Acceptance is a slippery word. In the stories of illness, and recovery from bodily disaster, people use it in different ways and with shifting accents. I am going to point up some of these here.
Some people regard acceptance as essential in order to be able to move on from the present. Young rugby enthusiast Henry Fraser is one of these. His cervical spinal cord injury was a complete injury and at the level of impairment his loss was unequivocal. It was clear which muscles had lost their innervation, and would remain so, and which muscles Henry needed to retrain. In his book he describes a dark night of the soul in which he realised the extent of his loss, and for hours cried as he replayed the image of himself in a wheelchair. After that, and only then, he was able to participate fully in his after-injury life. “There was no point in being sad or angry…. I may as well just get on and face what was coming.” Like an athlete setting goals for the coming season Henry needed to be totally honest with himself about his level of fitness in order to work and push the boundaries.

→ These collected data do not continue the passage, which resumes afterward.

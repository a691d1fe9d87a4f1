// Copyright (c) 2025 Kirky.X
//
// Licensed under the MIT License
// See LICENSE file in the project root for full license information.

use crate::domain::errors::DomainError;
use crate::domain::models::match_event::{EventType, MatchEvent, MAX_MINUTE_OF_MATCH};
use crate::domain::repositories::match_event_repository::MatchEventRepository;
use crate::domain::repositories::match_repository::MatchRepository;
use chrono::{DateTime, Utc};
use serde::Deserialize;
use std::sync::Arc;
use tracing::info;
use uuid::Uuid;

/// 事件发生的比赛、球队与时间
#[derive(Debug, Clone, Deserialize)]
pub struct EventContext {
    #[serde(default)]
    pub match_id: String,
    pub team_id: Option<String>,
    /// 缺省为当前时间
    pub timestamp: Option<DateTime<Utc>>,
    pub minute_of_match: i32,
}

/// 比赛事件服务
pub struct MatchEventService {
    events: Arc<dyn MatchEventRepository>,
    matches: Arc<dyn MatchRepository>,
}

impl MatchEventService {
    pub fn new(events: Arc<dyn MatchEventRepository>, matches: Arc<dyn MatchRepository>) -> Self {
        Self { events, matches }
    }

    /// 记录进球；乌龙球不记录助攻
    pub async fn add_goal(
        &self,
        ctx: EventContext,
        scorer_id: &str,
        assister_id: Option<&str>,
        own_goal: bool,
    ) -> Result<MatchEvent, DomainError> {
        let (event_type, assister, description) = if own_goal {
            (EventType::OwnGoal, None, "Own Goal")
        } else if let Some(assister) = assister_id.filter(|a| !a.is_empty()) {
            (EventType::Goal, Some(assister.to_string()), "Goal with assist")
        } else {
            (EventType::Goal, None, "Goal")
        };

        self.record(event_from(
            ctx,
            event_type,
            Some(scorer_id.to_string()),
            assister,
            description,
        ))
        .await
    }

    /// 记录黄牌或红牌
    pub async fn add_card(
        &self,
        ctx: EventContext,
        player_id: &str,
        card_type: EventType,
    ) -> Result<MatchEvent, DomainError> {
        let description = match card_type {
            EventType::YellowCard => "Yellow Card",
            EventType::RedCard => "Red Card",
            other => {
                return Err(DomainError::validation(format!(
                    "{} is not a card type",
                    other
                )))
            }
        };

        self.record(event_from(
            ctx,
            card_type,
            Some(player_id.to_string()),
            None,
            description,
        ))
        .await
    }

    /// 记录换人：主球员为下场球员，次球员为上场球员
    pub async fn add_substitution(
        &self,
        ctx: EventContext,
        player_out_id: &str,
        player_in_id: &str,
    ) -> Result<MatchEvent, DomainError> {
        if player_out_id == player_in_id {
            return Err(DomainError::validation(
                "player in and player out must differ",
            ));
        }

        self.record(event_from(
            ctx,
            EventType::Substitution,
            Some(player_out_id.to_string()),
            Some(player_in_id.to_string()),
            "Substitution",
        ))
        .await
    }

    /// 校验并保存一条任意类型的事件
    pub async fn record(&self, event: MatchEvent) -> Result<MatchEvent, DomainError> {
        self.validate(&event).await?;
        let saved = self.events.create(&event).await?;
        info!(
            "Recorded {} at minute {} in match {}",
            saved.event_type, saved.minute_of_match, saved.match_id
        );
        Ok(saved)
    }

    pub async fn update(&self, event: MatchEvent) -> Result<MatchEvent, DomainError> {
        self.validate(&event).await?;
        Ok(self.events.update(&event).await?)
    }

    async fn validate(&self, event: &MatchEvent) -> Result<(), DomainError> {
        if !(0..=MAX_MINUTE_OF_MATCH).contains(&event.minute_of_match) {
            return Err(DomainError::validation(format!(
                "minute_of_match must be between 0 and {}",
                MAX_MINUTE_OF_MATCH
            )));
        }

        let m = self
            .matches
            .find_by_id(&event.match_id)
            .await?
            .ok_or_else(|| DomainError::not_found("Match"))?;

        if let Some(team_id) = &event.team_id {
            if !m.involves(team_id) {
                return Err(DomainError::validation(format!(
                    "team {} does not play in match {}",
                    team_id, m.id
                )));
            }
        }
        Ok(())
    }
}

fn event_from(
    ctx: EventContext,
    event_type: EventType,
    player_id: Option<String>,
    secondary_player_id: Option<String>,
    description: &str,
) -> MatchEvent {
    MatchEvent {
        id: Uuid::new_v4().to_string(),
        match_id: ctx.match_id,
        event_type,
        timestamp: ctx.timestamp.unwrap_or_else(Utc::now),
        minute_of_match: ctx.minute_of_match,
        player_id,
        secondary_player_id,
        team_id: ctx.team_id,
        description: Some(description.to_string()),
    }
}

#[cfg(test)]
mod tests {
    use super::*;
    use crate::domain::services::test_support::{memory_db, seed_league, HOME_TEAM, MATCH_ID};
    use crate::infrastructure::repositories::match_event_repo_impl::MatchEventRepositoryImpl;
    use crate::infrastructure::repositories::match_repo_impl::MatchRepositoryImpl;

    async fn service() -> MatchEventService {
        let db = memory_db().await;
        seed_league(&db).await;
        MatchEventService::new(
            Arc::new(MatchEventRepositoryImpl::new(db.clone())),
            Arc::new(MatchRepositoryImpl::new(db)),
        )
    }

    fn ctx(minute: i32) -> EventContext {
        EventContext {
            match_id: MATCH_ID.to_string(),
            team_id: Some(HOME_TEAM.to_string()),
            timestamp: None,
            minute_of_match: minute,
        }
    }

    #[tokio::test]
    async fn test_goal_descriptions() {
        let service = service().await;

        let goal = service.add_goal(ctx(10), "p1", Some("p2"), false).await.unwrap();
        assert_eq!(goal.event_type, EventType::Goal);
        assert_eq!(goal.secondary_player_id.as_deref(), Some("p2"));
        assert_eq!(goal.description.as_deref(), Some("Goal with assist"));

        let solo = service.add_goal(ctx(20), "p1", None, false).await.unwrap();
        assert_eq!(solo.description.as_deref(), Some("Goal"));

        let own = service.add_goal(ctx(30), "p3", Some("p2"), true).await.unwrap();
        assert_eq!(own.event_type, EventType::OwnGoal);
        assert!(own.secondary_player_id.is_none());
        assert_eq!(own.description.as_deref(), Some("Own Goal"));
    }

    #[tokio::test]
    async fn test_cards_and_substitution() {
        let service = service().await;

        let yellow = service
            .add_card(ctx(44), "p2", EventType::YellowCard)
            .await
            .unwrap();
        assert_eq!(yellow.description.as_deref(), Some("Yellow Card"));

        let red = service.add_card(ctx(80), "p2", EventType::RedCard).await.unwrap();
        assert_eq!(red.description.as_deref(), Some("Red Card"));

        let not_card = service.add_card(ctx(80), "p2", EventType::Goal).await;
        assert!(matches!(not_card, Err(DomainError::Validation(_))));

        let sub = service.add_substitution(ctx(60), "p1", "p2").await.unwrap();
        assert_eq!(sub.player_id.as_deref(), Some("p1"));
        assert_eq!(sub.secondary_player_id.as_deref(), Some("p2"));
        assert_eq!(sub.description.as_deref(), Some("Substitution"));
    }

    #[tokio::test]
    async fn test_minute_bounds() {
        let service = service().await;

        assert!(service.add_goal(ctx(0), "p1", None, false).await.is_ok());
        assert!(service.add_goal(ctx(130), "p1", None, false).await.is_ok());
        assert!(matches!(
            service.add_goal(ctx(131), "p1", None, false).await,
            Err(DomainError::Validation(_))
        ));
        assert!(matches!(
            service.add_goal(ctx(-1), "p1", None, false).await,
            Err(DomainError::Validation(_))
        ));
    }

    #[tokio::test]
    async fn test_requires_existing_match_and_participating_team() {
        let service = service().await;

        let mut missing = ctx(5);
        missing.match_id = "nope".to_string();
        assert!(matches!(
            service.add_goal(missing, "p1", None, false).await,
            Err(DomainError::NotFound(_))
        ));

        let mut foreign = ctx(5);
        foreign.team_id = Some("99".to_string());
        assert!(matches!(
            service.add_goal(foreign, "p1", None, false).await,
            Err(DomainError::Validation(_))
        ));
    }
}
// Copyright (c) 2025 Kirky.X
//
// Licensed under the MIT License
// See LICENSE file in the project root for full license information.

use crate::domain::errors::DomainError;
use crate::domain::models::lineup::{Formation, Lineup};
use crate::domain::models::match_player::MatchPlayer;
use crate::domain::models::matches::Side;
use crate::domain::repositories::lineup_repository::LineupRepository;
use crate::domain::repositories::match_repository::MatchRepository;
use crate::domain::repositories::player_repository::PlayerRepository;
use chrono::Utc;
use serde::Deserialize;
use std::collections::{HashMap, HashSet};
use std::sync::Arc;
use tracing::info;
use uuid::Uuid;

/// 阵容中的一名球员
#[derive(Debug, Clone, Deserialize)]
pub struct LineupPlayerInput {
    pub player_id: String,
    #[serde(default)]
    pub position: String,
}

/// 保存阵容的输入
#[derive(Debug, Clone, Deserialize)]
pub struct SaveLineupInput {
    pub team_id: String,
    pub match_id: String,
    #[serde(default)]
    pub formation: Formation,
    #[serde(default = "default_is_starting")]
    pub is_starting: bool,
    pub players: Vec<LineupPlayerInput>,
}

fn default_is_starting() -> bool {
    true
}

/// 阵容服务
///
/// 每场比赛每支球队最多一套阵容，保存时按球员差异增删出场记录
pub struct LineupService {
    lineups: Arc<dyn LineupRepository>,
    matches: Arc<dyn MatchRepository>,
    players: Arc<dyn PlayerRepository>,
}

impl LineupService {
    pub fn new(
        lineups: Arc<dyn LineupRepository>,
        matches: Arc<dyn MatchRepository>,
        players: Arc<dyn PlayerRepository>,
    ) -> Self {
        Self {
            lineups,
            matches,
            players,
        }
    }

    /// 创建或更新一支球队在一场比赛中的阵容
    ///
    /// # 返回值
    ///
    /// * `Ok(Lineup)` - 保存后的阵容，包含全部出场记录
    /// * `Err(DomainError::Validation)` - 缺少字段、没有球员、重复球员或球队不在比赛中
    /// * `Err(DomainError::NotFound)` - 比赛或球员不存在
    pub async fn save_lineup(&self, input: SaveLineupInput) -> Result<Lineup, DomainError> {
        if input.team_id.trim().is_empty() || input.match_id.trim().is_empty() {
            return Err(DomainError::validation("team_id and match_id are required"));
        }
        if input.players.is_empty() {
            return Err(DomainError::validation("lineup needs at least one player"));
        }

        let mut seen = HashSet::new();
        for p in &input.players {
            if !seen.insert(p.player_id.as_str()) {
                return Err(DomainError::validation(format!(
                    "player {} appears more than once",
                    p.player_id
                )));
            }
        }

        let m = self
            .matches
            .find_by_id(&input.match_id)
            .await?
            .ok_or_else(|| DomainError::not_found("Match"))?;
        let side = m.side_of(&input.team_id).ok_or_else(|| {
            DomainError::validation(format!(
                "team {} does not play in match {}",
                input.team_id, input.match_id
            ))
        })?;

        let ids: Vec<String> = input.players.iter().map(|p| p.player_id.clone()).collect();
        let found: HashSet<String> = self
            .players
            .find_by_ids(&ids)
            .await?
            .into_iter()
            .map(|p| p.id)
            .collect();
        if let Some(missing) = ids.iter().find(|id| !found.contains(*id)) {
            return Err(DomainError::not_found(format!("Player {}", missing)));
        }

        let existing = self
            .lineups
            .find_by_match_and_team(&input.match_id, &input.team_id)
            .await?;

        let lineup_id = match existing {
            Some(mut lineup) => {
                lineup.formation = input.formation;
                lineup.is_starting = input.is_starting;
                self.lineups.update(&lineup).await?;

                let current: HashMap<&str, &MatchPlayer> = lineup
                    .players
                    .iter()
                    .map(|mp| (mp.player_id.as_str(), mp))
                    .collect();
                let wanted: Vec<MatchPlayer> = input
                    .players
                    .iter()
                    .map(|p| match current.get(p.player_id.as_str()) {
                        Some(mp) => MatchPlayer {
                            position: p.position.clone(),
                            ..(*mp).clone()
                        },
                        None => new_match_player(&lineup.id, &input.team_id, p),
                    })
                    .collect();

                let kept = input
                    .players
                    .iter()
                    .filter(|p| current.contains_key(p.player_id.as_str()))
                    .count();
                let saved = self.lineups.replace_players(&lineup.id, &wanted).await?;
                info!(
                    "Updated lineup {} for team {} in match {} ({} players, {} kept)",
                    lineup.id,
                    input.team_id,
                    input.match_id,
                    saved.len(),
                    kept
                );
                lineup.id
            }
            None => {
                let now = Utc::now();
                let lineup_id = Uuid::new_v4().to_string();
                let lineup = Lineup {
                    id: lineup_id.clone(),
                    team_id: input.team_id.clone(),
                    match_id: input.match_id.clone(),
                    formation: input.formation,
                    is_starting: input.is_starting,
                    players: input
                        .players
                        .iter()
                        .map(|p| new_match_player(&lineup_id, &input.team_id, p))
                        .collect(),
                    created_at: now,
                    updated_at: now,
                };
                self.lineups.create(&lineup).await?;
                info!(
                    "Created lineup {} for team {} in match {}",
                    lineup_id, input.team_id, input.match_id
                );
                lineup_id
            }
        };

        let linked = match side {
            Side::Home => m.home_team_lineup_id.as_deref(),
            Side::Away => m.away_team_lineup_id.as_deref(),
        };
        if linked != Some(lineup_id.as_str()) {
            self.matches
                .set_lineup(&m.id, side, Some(&lineup_id))
                .await?;
        }

        self.lineups
            .find_by_id(&lineup_id)
            .await?
            .ok_or_else(|| DomainError::not_found("Lineup"))
    }

    /// 删除阵容：解除比赛关联，删除出场记录和阵容本身
    pub async fn delete_lineup(&self, id: &str) -> Result<(), DomainError> {
        let lineup = self
            .lineups
            .find_by_id(id)
            .await?
            .ok_or_else(|| DomainError::not_found("Lineup"))?;

        if let Some(m) = self.matches.find_by_id(&lineup.match_id).await? {
            if m.home_team_lineup_id.as_deref() == Some(id) {
                self.matches.set_lineup(&m.id, Side::Home, None).await?;
            }
            if m.away_team_lineup_id.as_deref() == Some(id) {
                self.matches.set_lineup(&m.id, Side::Away, None).await?;
            }
        }

        self.lineups.delete(id).await?;
        info!("Deleted lineup {} from match {}", id, lineup.match_id);
        Ok(())
    }
}

fn new_match_player(lineup_id: &str, team_id: &str, input: &LineupPlayerInput) -> MatchPlayer {
    MatchPlayer {
        id: Uuid::new_v4().to_string(),
        lineup_id: lineup_id.to_string(),
        player_id: input.player_id.clone(),
        team_id: team_id.to_string(),
        is_starter: true,
        position: input.position.clone(),
        substituted_in_at: None,
        substituted_out_at: None,
        ratings: Vec::new(),
        player: None,
    }
}

#[cfg(test)]
#[path = "lineup_service_test.rs"]
mod tests;
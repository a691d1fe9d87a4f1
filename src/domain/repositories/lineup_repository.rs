// Copyright (c) 2025 Kirky.X
//
// Licensed under the MIT License
// See LICENSE file in the project root for full license information.

use super::RepositoryError;
use crate::domain::models::lineup::Lineup;
use crate::domain::models::match_player::MatchPlayer;
use async_trait::async_trait;

/// 阵容仓库特质
///
/// 查询返回的阵容包含出场记录及其评分
#[async_trait]
pub trait LineupRepository: Send + Sync {
    /// 创建阵容及其出场记录
    async fn create(&self, lineup: &Lineup) -> Result<Lineup, RepositoryError>;

    async fn find_by_id(&self, id: &str) -> Result<Option<Lineup>, RepositoryError>;

    /// 更新阵型与首发标记，不修改出场记录
    async fn update(&self, lineup: &Lineup) -> Result<Lineup, RepositoryError>;

    /// 删除阵容及其出场记录
    async fn delete(&self, id: &str) -> Result<(), RepositoryError>;

    async fn find_by_match_and_team(
        &self,
        match_id: &str,
        team_id: &str,
    ) -> Result<Option<Lineup>, RepositoryError>;

    /// 列出球队的阵容，可按比赛过滤
    async fn find_by_team(
        &self,
        team_id: &str,
        match_id: Option<&str>,
    ) -> Result<Vec<Lineup>, RepositoryError>;

    /// 在一个事务内将阵容的出场记录替换为 `players`
    ///
    /// 不在列表中的记录被删除，已有ID的记录更新位置，其余记录被插入
    async fn replace_players(
        &self,
        lineup_id: &str,
        players: &[MatchPlayer],
    ) -> Result<Vec<MatchPlayer>, RepositoryError>;
}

Other people express a determination not to accept the new condition, even as they come to terms with the new way of living that the condition dictates. John Hull says that he will never accept blindness, but he struggles to find a balance between accepting reality and fighting to live as he wants. “If I were to accept this thing, if I were to acquiesce, then I would die. It would be as if my ability to fight back, my will to resist were broken. On the other hand, not to acquiesce not to accept, seems futile. What I am refusing to accept is a fact.” Towards the end of Touching the Rock, after six years of blindness and three years of recording his thoughts about it, Hull contemplates the idea that blindness might be a gift. Initially he resists the thought, “for if blindness is a gift, I would have to accept it.” As he considers both “the brilliantly destructive qualities of blindness” and also the ways it has empowered him and others in creative thinking, Hull decides that the gift that he will accept is something “deeper, on the other side of blindness”.
Some people talk about their difficulties with ‘accepting’ a new set of physical limitations. Tim Rushby-Smith tried to “fake it until you can make it”, as advised by his psychologist in the Spinal Cord Injury Unit. He realises that he had “accepted that [he couldn’t] begin to accept anything yet”. Later in his rehab he becomes one of the ambitious bloody-minded ones. Claire Lomas was always one of them, never content with the limits set by her Sheffield therapists.
Many of the accounts people report how clinicians, nurses and rehabilitation therapists seem to be keen to push clients to a stage of acceptance. Claire Lomas says that “it was obvious they had all been trained to try to get us to accept the injury straight away”, and when she decides to discharge herself early the consultant expresses his fear that she had not yet grieved for her losses. Julia Fox Garrison describes how she was told repeatedly that she was in denial. The argument seemed to be that because she was outwardly bright and cheerful, and yet also determined not to be content with her current level of disability, she must therefore not have accepted her stroke. But “just having a goal doesn’t mean that you’re in denial. It means you’re alive.” Even Henry Fraser was told by a nurse that he hadn’t fully accepted his situation. A desire “to do more than I was told I could do” is evidence for a less-than-full acceptance. As though the clinician is the only arbiter of what is possible.
Over and over again the stories people tell about recovery from illness feature this balance between bloody-minded determination to change their present situation, and a process of accepting what is possible. The balance may change from hour to hour. It is not an easy journey, and everyone takes a different route. Bloody-mindedness seems to be a characteristic of the people who get further in their rehabilitation than is predicted by the professionals. Ian Waterman openly admits as much.
But this raises the question of whether professionals push people to accept lower levels of attainment than is possible? Is this particularly the case with younger patients? The unknown extent of neuroplastic change following CNS lesions may make a prognosis difficult to estimate. Perhaps we clinicians should be honestly accepting that our experience of the normal leads us to underestimate the possible levels of attainment in those who apply themselves fully.
My conclusion is that we need to use the concept of ‘acceptance’ with greater care. And a glib diagnosis of ‘non-acceptance’ and ‘denial’ on the basis of someone’s determination to improve will undermine the therapeutic alliance between a nurse or therapist and that person as they work together through the rehabilitation process.